Siapa yang mengira, perasaanku kemudian tumbuh pada orang yang berbeda di sekolah kita. Bahkan engkau tidak tahu hal itu. Bukankah sudah kukatakan, aku adalah orang paling "jenius" menyembunyikan perasaan. Terlebih kepada orang yang kutujukan perasaan itu. Dikebiri sekalipun, aku takkan bakal mengungkapkannya. Bahkan sekadar membagi curahan hatiku itu dengan orang yang kupercayai. Hingga beranjak lepas SMA pun, masih tertanam perasaan itu. Tapi, sudahlah. Aku berusaha melupakannya.
Jika engkau ingin tahu diriku yang sekarang, aku berbeda. Jauh berubah soal rasa. Tentu saja, kelak ketika kita bertemu engkau akan menemukan pribadi yang berbeda dengan yang kau kenal di SMA dulu. Aku tak lagi senang dengan perihal menyembunyikan "rasa". Tak berguna, kata orang. Tak perlu heran ketika aku menceritakan banyak hal padamu malam ini. Terbuka. Jujur. Dan mungkin... lebih tenang.

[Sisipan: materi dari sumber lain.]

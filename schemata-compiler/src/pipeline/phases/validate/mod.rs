//! Validate phase - runs lints on the blueprint.

mod lint;
pub mod lints;

pub use lint::{Lint, LintInfo};
pub use lints::{DuplicateEnumAliasLint, NamingLint, PrintedNameLint, ReservedPrefixLint};
use schemata_blueprint::Blueprint;

use crate::pipeline::{Phase, PhaseResult};

/// Phase that validates the blueprint using configurable lints.
pub struct ValidatePhase {
    lints: Vec<Box<dyn Lint>>,
}

impl ValidatePhase {
    /// Create a new validate phase with default lints.
    pub fn new() -> Self {
        Self {
            lints: vec![
                Box::new(NamingLint),
                Box::new(ReservedPrefixLint),
                Box::new(DuplicateEnumAliasLint),
                Box::new(PrintedNameLint::default()),
            ],
        }
    }

    /// Create a validate phase with no lints.
    pub fn empty() -> Self {
        Self { lints: Vec::new() }
    }

    /// Add a custom lint to the validation phase.
    pub fn with_lint(mut self, lint: impl Lint + 'static) -> Self {
        self.lints.push(Box::new(lint));
        self
    }
}

impl Default for ValidatePhase {
    fn default() -> Self {
        Self::new()
    }
}

impl ValidatePhase {
    /// Get the names of all lints that will be run.
    pub fn lint_names(&self) -> Vec<&'static str> {
        self.lints.iter().map(|l| l.name()).collect()
    }

    /// Get information about all lints that will be run.
    pub fn lint_info(&self) -> Vec<LintInfo> {
        self.lints.iter().map(|l| l.info()).collect()
    }
}

impl Phase for ValidatePhase {
    fn name(&self) -> &str {
        "validate"
    }

    fn description(&self) -> &str {
        "Check names against GraphQL naming rules"
    }

    fn run(&self, blueprint: Blueprint) -> PhaseResult {
        let mut errors = Vec::new();
        for lint in &self.lints {
            lint.check(&blueprint, &mut errors);
        }

        if errors.is_empty() {
            Ok(blueprint)
        } else {
            Err(errors.into())
        }
    }
}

Aku banyak belajar soal betapa bodohnya menyimpan perasaan untuk diri sendiri. Mengatasinya dan membaliknya menjadi sebuah keberanian adalah hal yang patut kupelajari. Kau tahu darimana aku belajar? Akh, aku belajar dari seseorang yang menjadi "virus" kesekian kalinya bagiku. Akan tetapi, mungkin, ia takkan pernah tahu bahwa ia adalah satu-satunya yang pertama bagi keberanianku. Oleh karena itu, seandainya waktu bisa dikembalikan, aku ingin memperbaiki kebodohan-kebodohan yang lalu di masa sekolah kita. Memperbaikinya, bisa jadi mengajarkanku cara yang benar untuk berkata benar padanya.

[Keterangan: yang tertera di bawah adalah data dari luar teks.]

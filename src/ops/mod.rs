//! Operation handlers
//!
//! Query and mutation entry points. Each handler takes the store lock once,
//! performs its lookup or write, and resolves the returned view under the same
//! lock so the caller always sees a consistent snapshot.

mod queries;
mod mutations;

use crate::storage::SharedStore;

/// Query and mutation handlers over an injected store
#[derive(Debug, Clone)]
pub struct Handlers {
    store: SharedStore,
}

impl Handlers {
    /// Create handlers over `store`
    pub fn new(store: SharedStore) -> Self {
        Self { store }
    }

    /// The underlying shared store
    pub fn store(&self) -> &SharedStore {
        &self.store
    }
}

Manusia tak bisa menciptakan mesin waktu untuk kembali ke masa silam. Namun, manusia tak pernah menyadari telah dianugerahkan Tuhan untuk memiliki sendiri mesin waktunya, yakni memory.
Dan kini, aku masih saja menyendiri. Entah karena aku ingin berlari mengejar mimpiku atau karena aku yang terlalu takut mengulang perasaan yang salah.... Apakah kau tahu itu?